Originally Posted by
canklecat
This. I saw the same behavior many times when my job required a lot of cross country driving.
Some states and regions seemed infested with road nannies. They'd drive 55 in the passing lane, staying abreast with other vehicles so nobody could pass. In particular I recall all of Wisconsin, and most of the Philadelphia area being like that. But that was back in the 1980s.
For awhile several years ago I noticed a fad or trend in stop and go highway traffic of drivers jerking their cars into the shoulders, left and right sides, whenever they'd brake. I couldn't figure out whether they thought it was safer than simply slowing down, not tailgating, and braking predictably; or they were trying to block the shoulders to prevent motorcycles from filtering.

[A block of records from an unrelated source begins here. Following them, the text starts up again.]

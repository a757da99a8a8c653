pub mod create_owner;
pub mod get_owners;

pub use create_owner::CreateOwnerUseCase;
pub use get_owners::GetOwnersUseCase;
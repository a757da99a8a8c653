mod builders;
mod mock_repositories;

pub use builders::*;
pub use mock_repositories::*;
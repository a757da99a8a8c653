use async_trait::async_trait;
use motorpool_application::ports::ManufacturerRepository;
use motorpool_domain::{DomainError, Manufacturer};
use sqlx::SqlitePool;
use std::sync::Arc;
use tracing::{error, instrument};

type ManufacturerRow = (i64, String, i64, String);

pub struct SqliteManufacturerRepository {
    pool: SqlitePool,
}

impl SqliteManufacturerRepository {
    pub fn new(pool: SqlitePool) -> Self {
        Self { pool }
    }

    fn row_to_manufacturer(row: ManufacturerRow) -> Manufacturer {
        let (id, name, siret, phone) = row;
        Manufacturer {
            id: Some(id),
            name: Arc::from(name.as_str()),
            siret,
            phone: Arc::from(phone.as_str()),
        }
    }
}

#[async_trait]
impl ManufacturerRepository for SqliteManufacturerRepository {
    #[instrument(skip(self))]
    async fn create(
        &self,
        name: String,
        siret: i64,
        phone: String,
    ) -> Result<Manufacturer, DomainError> {
        let row = sqlx::query_as::<_, ManufacturerRow>(
            "INSERT INTO manufacturers (name, siret, phone)
             VALUES (?, ?, ?)
             RETURNING id, name, siret, phone",
        )
        .bind(&name)
        .bind(siret)
        .bind(&phone)
        .fetch_one(&self.pool)
        .await
        .map_err(|e| {
            if e.to_string().contains("UNIQUE constraint failed") {
                DomainError::ManufacturerConflict(siret)
            } else {
                error!(error = %e, "Failed to create manufacturer");
                DomainError::DatabaseError(e.to_string())
            }
        })?;

        Ok(Self::row_to_manufacturer(row))
    }

    #[instrument(skip(self))]
    async fn get_by_siret(&self, siret: i64) -> Result<Option<Manufacturer>, DomainError> {
        let row = sqlx::query_as::<_, ManufacturerRow>(
            "SELECT id, name, siret, phone FROM manufacturers WHERE siret = ?",
        )
        .bind(siret)
        .fetch_optional(&self.pool)
        .await
        .map_err(|e| {
            error!(error = %e, "Failed to query manufacturer by siret");
            DomainError::DatabaseError(e.to_string())
        })?;

        Ok(row.map(Self::row_to_manufacturer))
    }

    #[instrument(skip(self))]
    async fn get_all(&self) -> Result<Vec<Manufacturer>, DomainError> {
        let rows = sqlx::query_as::<_, ManufacturerRow>(
            "SELECT id, name, siret, phone FROM manufacturers ORDER BY name ASC, id ASC",
        )
        .fetch_all(&self.pool)
        .await
        .map_err(|e| {
            error!(error = %e, "Failed to query all manufacturers");
            DomainError::DatabaseError(e.to_string())
        })?;

        Ok(rows.into_iter().map(Self::row_to_manufacturer).collect())
    }
}
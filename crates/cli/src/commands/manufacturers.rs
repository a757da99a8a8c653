use super::print_json;
use crate::di::UseCases;
use clap::Subcommand;

#[derive(Subcommand, Debug)]
pub enum ManufacturerCommand {
    /// Register a manufacturer
    Add {
        #[arg(long)]
        name: String,
        #[arg(long)]
        siret: i64,
        #[arg(long)]
        phone: String,
    },
    /// List manufacturers
    List,
    /// Show the manufacturer with the given SIRET
    Show { siret: i64 },
}

pub async fn run(use_cases: &UseCases, command: ManufacturerCommand) -> anyhow::Result<()> {
    match command {
        ManufacturerCommand::Add { name, siret, phone } => {
            let manufacturer = use_cases
                .create_manufacturer
                .execute(name, siret, phone)
                .await?;
            print_json(&manufacturer)
        }
        ManufacturerCommand::List => print_json(&use_cases.get_manufacturers.get_all().await?),
        ManufacturerCommand::Show { siret } => {
            print_json(&use_cases.get_manufacturers.get_by_siret(siret).await?)
        }
    }
}
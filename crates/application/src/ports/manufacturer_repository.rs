use async_trait::async_trait;
use motorpool_domain::{DomainError, Manufacturer};

#[async_trait]
pub trait ManufacturerRepository: Send + Sync {
    /// Fails with `ManufacturerConflict` when the SIRET is already taken
    async fn create(
        &self,
        name: String,
        siret: i64,
        phone: String,
    ) -> Result<Manufacturer, DomainError>;

    async fn get_by_siret(&self, siret: i64) -> Result<Option<Manufacturer>, DomainError>;

    async fn get_all(&self) -> Result<Vec<Manufacturer>, DomainError>;
}
#![allow(dead_code)]

use chrono::{DateTime, TimeZone, Utc};
use motorpool_application::ports::{CarRepository, ManufacturerRepository, OwnerRepository};
use motorpool_domain::{Car, Manufacturer, NewCar, Owner};
use motorpool_infrastructure::database::run_migrations;
use motorpool_infrastructure::repositories::{
    SqliteCarRepository, SqliteManufacturerRepository, SqliteOwnerRepository,
};
use sqlx::sqlite::{SqliteConnectOptions, SqlitePoolOptions};
use sqlx::SqlitePool;
use std::str::FromStr;

/// Single-connection in-memory database; every extra connection would see
/// its own empty database.
pub async fn create_test_db() -> SqlitePool {
    let options = SqliteConnectOptions::from_str("sqlite::memory:")
        .unwrap()
        .foreign_keys(true);

    let pool = SqlitePoolOptions::new()
        .max_connections(1)
        .idle_timeout(None)
        .max_lifetime(None)
        .connect_with(options)
        .await
        .unwrap();

    run_migrations(&pool).await.unwrap();
    pool
}

pub fn utc(y: i32, m: u32, d: u32) -> DateTime<Utc> {
    Utc.with_ymd_and_hms(y, m, d, 12, 0, 0).unwrap()
}

pub fn at_millis(y: i32, m: u32, d: u32, h: u32, min: u32, s: u32, ms: u32) -> DateTime<Utc> {
    Utc.with_ymd_and_hms(y, m, d, h, min, s).unwrap() + chrono::TimeDelta::milliseconds(ms as i64)
}

pub struct Fleet {
    pub pool: SqlitePool,
    pub cars: SqliteCarRepository,
    pub manufacturers: SqliteManufacturerRepository,
    pub owners: SqliteOwnerRepository,
    pub manufacturer: Manufacturer,
}

impl Fleet {
    pub async fn new() -> Self {
        let pool = create_test_db().await;
        let manufacturers = SqliteManufacturerRepository::new(pool.clone());
        let manufacturer = manufacturers
            .create("Renault".to_string(), 552_100_554, "0102030405".to_string())
            .await
            .unwrap();

        Self {
            cars: SqliteCarRepository::new(pool.clone()),
            owners: SqliteOwnerRepository::new(pool.clone()),
            manufacturers,
            manufacturer,
            pool,
        }
    }

    pub async fn owner(&self, name: &str) -> Owner {
        self.owners
            .create(name.to_string(), utc(2022, 3, 1))
            .await
            .unwrap()
    }

    pub async fn car(
        &self,
        price: f64,
        registered: DateTime<Utc>,
        owners: &[&Owner],
    ) -> Car {
        self.cars
            .create(NewCar {
                manufacturer_id: self.manufacturer.id.unwrap(),
                price,
                first_registration_date: registered,
                owner_ids: owners.iter().filter_map(|o| o.id).collect(),
            })
            .await
            .unwrap()
    }

    pub async fn link_count(&self) -> i64 {
        let (count,): (i64,) = sqlx::query_as("SELECT COUNT(*) FROM car_owners")
            .fetch_one(&self.pool)
            .await
            .unwrap();
        count
    }
}
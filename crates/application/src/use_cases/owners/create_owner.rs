use crate::ports::OwnerRepository;
use chrono::{DateTime, Utc};
use motorpool_domain::{DomainError, Owner};
use std::sync::Arc;
use tracing::{info, instrument};

pub struct CreateOwnerUseCase {
    repo: Arc<dyn OwnerRepository>,
}

impl CreateOwnerUseCase {
    pub fn new(repo: Arc<dyn OwnerRepository>) -> Self {
        Self { repo }
    }

    #[instrument(skip(self))]
    pub async fn execute(
        &self,
        name: String,
        purchase_date: DateTime<Utc>,
    ) -> Result<Owner, DomainError> {
        Owner::validate_purchase_date(purchase_date).map_err(DomainError::InvalidOwner)?;

        let owner = self.repo.create(name, purchase_date).await?;
        info!(owner_id = ?owner.id, name = %owner.name, "Owner created successfully");
        Ok(owner)
    }
}
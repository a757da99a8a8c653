pub mod car_repository;
pub mod manufacturer_repository;
pub mod owner_repository;
mod timestamps;

pub use car_repository::SqliteCarRepository;
pub use manufacturer_repository::SqliteManufacturerRepository;
pub use owner_repository::SqliteOwnerRepository;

One morning in rush hour traffic I was chased and nearly hit several times by a road nanny. And I hadn't even been filtering that morning. Fortunately I was able to escape down an access road, but was forced to filter to escape the enraged nanny.
Back in the mid 1970s when I bicycled to the Bethesda Navy hospital where I was stationed I'd often ride through Rock Creek Park. Back then, especially so early in the morning, there was rarely much traffic.
One morning grumpy old fellow tried to run me of the road and finally raced ahead, swerved to block the road and got out to yell at me to use the bike path. There was no bike path, just a narrow path for walkers and joggers and murderers. That's where Chandra Levy was killed years later.
I ignored the guy and rode around him.
You can't reason with people who think the best way to prove their misguided point about safety is to cause an accident and injure someone else.
It’s now called the Walter Reed National Military Medical Center. Grew up not too far from there.